Soup for breakfast? It's delicious!

Yes, you can get broth in a coffee cup at 8am from New York City’s Hearth. Dave Bry discovers the unctuous pleasure of bone marrow first thing in the morning

I love soup. In fact, I consider myself something of a connoisseur. But I’ve never considered it a morning food. So when I heard that Manhattan’s Hearth restaurant had started serving brodo (Italian for “bone broth”) in coffee mugs, and that it was becoming a popular breakfast choice – I was surprised. Soup for breakfast? It did not sound great. So I went to check it out.

Hearth creates its concoctions from three base broths: chicken, beef and the house combo, called the Hearth, which is a combination of both plus turkey. Chef Marco Canora simmers the bones with spices for 18 hours at 208F (98C) and ends up with eight varieties that he sells at the restaurant’s windowfront broth shop, Brodo:

  1. The Classic: Chicken broth with shiitake mushrooms
  2. The BBC: Beef broth with chili oil and gloops of bone marrow that bubble into rich pools of oil on the surface (“gloops”, as a word, perhaps does a disservice to bone marrow’s deliciousness)
  3. The Marco: Hearth broth with ginger and roasted turmeric (Canora drinks it every day for breakfast)
  4. Tom Yum: Chicken with coconut milk and chili oil
  5. The BBT: Beef with beet kvass (fermented beet juice) and turmeric
  6. Spicy Nona: Hearth with garlic and chili oil
  7. What Came First: Chicken with an egg yolk and nutmeg
  8. Gilligan: Hearth broth with coconut milk and ginger

The morning I went, I asked the woman at the window for a Marco. I always like to try a house specialty, even if 10am seems an odd time for turmeric. A moment later, I was handed a paper cup with a cardboard cozy and a plastic top – indistinguishable from a cup of coffee.

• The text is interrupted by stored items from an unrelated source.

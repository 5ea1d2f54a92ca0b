//! Reagent lot registration against Clarity LIMS

mod catalog;
mod lims_api;
mod queue;

use std::time::Duration;

use chrono::Local;
use moka::future::Cache;
use parking_lot::Mutex;
use tracing::{info, warn};

pub use catalog::{
    INDEX_SET_LETTERS, NamingGroup, REAGENT_TYPES, ReagentType, find_reagent_type,
    parse_set_letter,
};
pub use lims_api::{ConnectionStatus, LimsClient, lot_result};
pub use queue::{LotRequest, LotResult, PendingLot, ReagentQueue, internal_name, naming_key};

use crate::config::LimsConfig;
use crate::errors::{LimsError, Result};

/// Queue, client and cached connection status shared by the web handlers
pub struct ReagentService {
    queue: Mutex<ReagentQueue>,
    /// One submission at a time
    submit_lock: tokio::sync::Mutex<()>,
    client: LimsClient,
    status_cache: Cache<String, ConnectionStatus>,
}

impl ReagentService {
    pub fn new(config: &LimsConfig) -> Self {
        Self::with_client(
            LimsClient::from_config(config),
            ReagentQueue::new(config.sequence_numbers.clone()),
            Duration::from_secs(config.status_cache_secs),
        )
    }

    pub fn with_client(client: LimsClient, queue: ReagentQueue, status_ttl: Duration) -> Self {
        let status_cache = Cache::builder()
            .time_to_live(status_ttl)
            .max_capacity(4)
            .build();

        Self {
            queue: Mutex::new(queue),
            submit_lock: tokio::sync::Mutex::new(()),
            client,
            status_cache,
        }
    }

    pub fn base_url(&self) -> &str {
        self.client.base_url()
    }

    /// Copy of the queue for rendering
    pub fn queue(&self) -> ReagentQueue {
        self.queue.lock().clone()
    }

    pub fn preview(&self, reagent_type: &str, set_letter: Option<&str>) -> Result<String> {
        self.queue.lock().preview(reagent_type, set_letter)
    }

    pub fn add(&self, request: &LotRequest) -> Result<PendingLot> {
        let mut queue = self.queue.lock();
        let lot = queue.add(request)?.clone();
        info!("Added {} ({}) to reagent queue", lot.internal_name, lot.lot_number);
        Ok(lot)
    }

    pub fn clear(&self) {
        self.queue.lock().clear();
    }

    /// Submit every queued lot; returns one result per lot
    ///
    /// The lots leave the queue before the first request, so a second
    /// submit or a clear cannot post them again or reuse their numbers.
    pub async fn submit(&self) -> Result<Vec<LotResult>> {
        let _guard = self.submit_lock.lock().await;

        let lots = self.queue.lock().take_pending();
        if lots.is_empty() {
            return Err(LimsError::validation("No lots to submit"));
        }

        let client = self.client.clone();
        let notes = format!("Created via limsmeta on {}", Local::now().format("%Y-%m-%d"));
        let results =
            match tokio::task::spawn_blocking(move || client.submit_all(&lots, &notes)).await {
                Ok(results) => results,
                Err(e) => {
                    self.queue.lock().restore_in_flight();
                    return Err(LimsError::lims_api(format!("Submission task failed: {}", e)));
                }
            };

        let failures = results.iter().filter(|r| !r.success).count();
        if failures == 0 {
            info!("All {} lots created successfully", results.len());
        } else {
            warn!("{} of {} lots failed to submit", failures, results.len());
        }

        self.queue.lock().apply_results(results.clone());
        Ok(results)
    }

    /// Connection check, cached for the configured time
    pub async fn connection_status(&self) -> ConnectionStatus {
        let client = self.client.clone();
        self.status_cache
            .get_with(self.client.base_url().to_string(), async move {
                tokio::task::spawn_blocking(move || client.test_connection())
                    .await
                    .unwrap_or_else(|e| ConnectionStatus {
                        connected: false,
                        message: format!("Connection check failed: {}", e),
                    })
            })
            .await
    }
}
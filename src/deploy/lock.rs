//! Pinned dependency list exported from `Cargo.lock`

use std::collections::BTreeSet;
use std::path::Path;

use serde::Deserialize;
use tracing::info;

use crate::errors::{LimsError, Result};

#[derive(Debug, Deserialize)]
struct CargoLock {
    #[serde(default)]
    package: Vec<LockedPackage>,
}

#[derive(Debug, Deserialize)]
struct LockedPackage {
    name: String,
    version: String,
    #[serde(default)]
    source: Option<String>,
}

/// `name==version` for every registry or git package, sorted
pub fn dependency_lines(lock_text: &str) -> Result<Vec<String>> {
    let lock: CargoLock = toml::from_str(lock_text)
        .map_err(|e| LimsError::serialization(format!("Invalid Cargo.lock: {}", e)))?;

    let lines: BTreeSet<String> = lock
        .package
        .into_iter()
        .filter(|p| p.source.is_some())
        .map(|p| format!("{}=={}", p.name, p.version))
        .collect();
    Ok(lines.into_iter().collect())
}

/// Write the dependency list; returns the number of entries
pub fn export_dependency_lock(lock_path: &Path, output: &Path) -> Result<usize> {
    let text = std::fs::read_to_string(lock_path).map_err(|e| {
        LimsError::file_operation(format!("Cannot read {}: {}", lock_path.display(), e))
    })?;
    let lines = dependency_lines(&text)?;

    let mut content = lines.join("\n");
    content.push('\n');
    std::fs::write(output, content)?;

    info!("Wrote {} dependencies to {}", lines.len(), output.display());
    Ok(lines.len())
}

#[cfg(test)]
mod tests {
    use super::*;

    const LOCK: &str = r#"
version = 4

[[package]]
name = "serde"
version = "1.0.228"
source = "registry+https://github.com/rust-lang/crates.io-index"

[[package]]
name = "limsmeta"
version = "0.3.0"

[[package]]
name = "arc-swap"
version = "1.7.1"
source = "registry+https://github.com/rust-lang/crates.io-index"
"#;

    #[test]
    fn lines_are_sorted_and_skip_local_crates() {
        assert_eq!(
            dependency_lines(LOCK).unwrap(),
            vec!["arc-swap==1.7.1", "serde==1.0.228"]
        );
    }

    #[test]
    fn export_writes_file() {
        let dir = tempfile::TempDir::new().unwrap();
        let lock = dir.path().join("Cargo.lock");
        let out = dir.path().join("dependencies.txt");
        std::fs::write(&lock, LOCK).unwrap();

        assert_eq!(export_dependency_lock(&lock, &out).unwrap(), 2);
        assert_eq!(
            std::fs::read_to_string(&out).unwrap(),
            "arc-swap==1.7.1\nserde==1.0.228\n"
        );
    }
}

I thanked her and looked around. Where would I drink my brodo? I was on the street. Soup is not an obvious walking food, like a bagel or a hot dog or an easily foldable slice of pizza. And this was my breakfast. I felt weird standing there, and a little stupid. What would a Brodo regular do? I went around the corner and found a one-step stoop near Hearth’s front entrance. A fine place for a morning meal – for a pigeon or a guy with nowhere else to go. I put my soup on the ground next to me and, after taking off the top of the cup, wondered whether a passerby might drop some change into it. I hadn’t shaved in a few days.

When my soup had steamed off some, I took a sip.

Wow! It was delicious! A big giant snap of ginger set off the super-deep dark-meat flavor. I was reminded of the foil-wrapped cubes of Maggi beef bullion that my mom would plunk into a boiling pot on cold winter days when I was growing up. (Amazingly strong in flavor, as I recall, and amazingly “chemical” tasting, as this was the ’70s.) This was much better. Floating bits of roasted turmeric, already staining the lip of the white cup yellow, brought a tangy, sour bitterness (turmeric tastes a lot like orange peel), making things even more interesting.

A lot of people who drink brodo do so for health reasons, apparently. I don’t know a huge amount about nutrition or alternative medicine. But a quick googling reveals that turmeric is used medicinally for everything from arthritis to Crohn’s disease to fibromyalgia to ulcerative colitis. Ginger, I remember from the six-pack of Schweppes ginger ale that stayed in my grandparents’ pantry, is good for an upset stomach.

Now, I’m sure I am as susceptible to psychosomosis as the next slob sitting on a stoop in New York City, but I found drinking bone broth out of a paper cup to be a very restorative experience. I honestly felt better than when I’d arrived. Soup! For breakfast! Who woulda thunk?!

Canora first opened the Brodo window in November 2014, open from 11.30am until 8 at night. It took off as a quick, easy lunch for sidewalk walkers in the neighborhood, and as business grew, he realized he was missing a morning cohort. “People liked it for breakfast,” he says. “They’d say, ‘Man, I wish you would open earlier.’”

So he did – and now serves some 20 cups of brodo every day before noon. Not as much as during the lunch rush, from 12 to 2, or post-work, when people pick up batches for dinner (or perhaps some of them for tomorrow’s breakfast!). But enough to make it worthwhile.

I would not think of brodo as a substitute for coffee, nor for a bacon, egg and cheese on a roll, or a bowl of granola and yogurt and fruit. But it makes for a great breakfast on its own. I don’t consider the health benefits of what I choose to eat very much. (Maybe I should more often; maybe I should shave more often too.) But if I lived near a place with an easily accessible brodo window, I’d be stopping by for a cup of the stuff pretty regularly. Maybe I’d even get used to drinking it while I walked.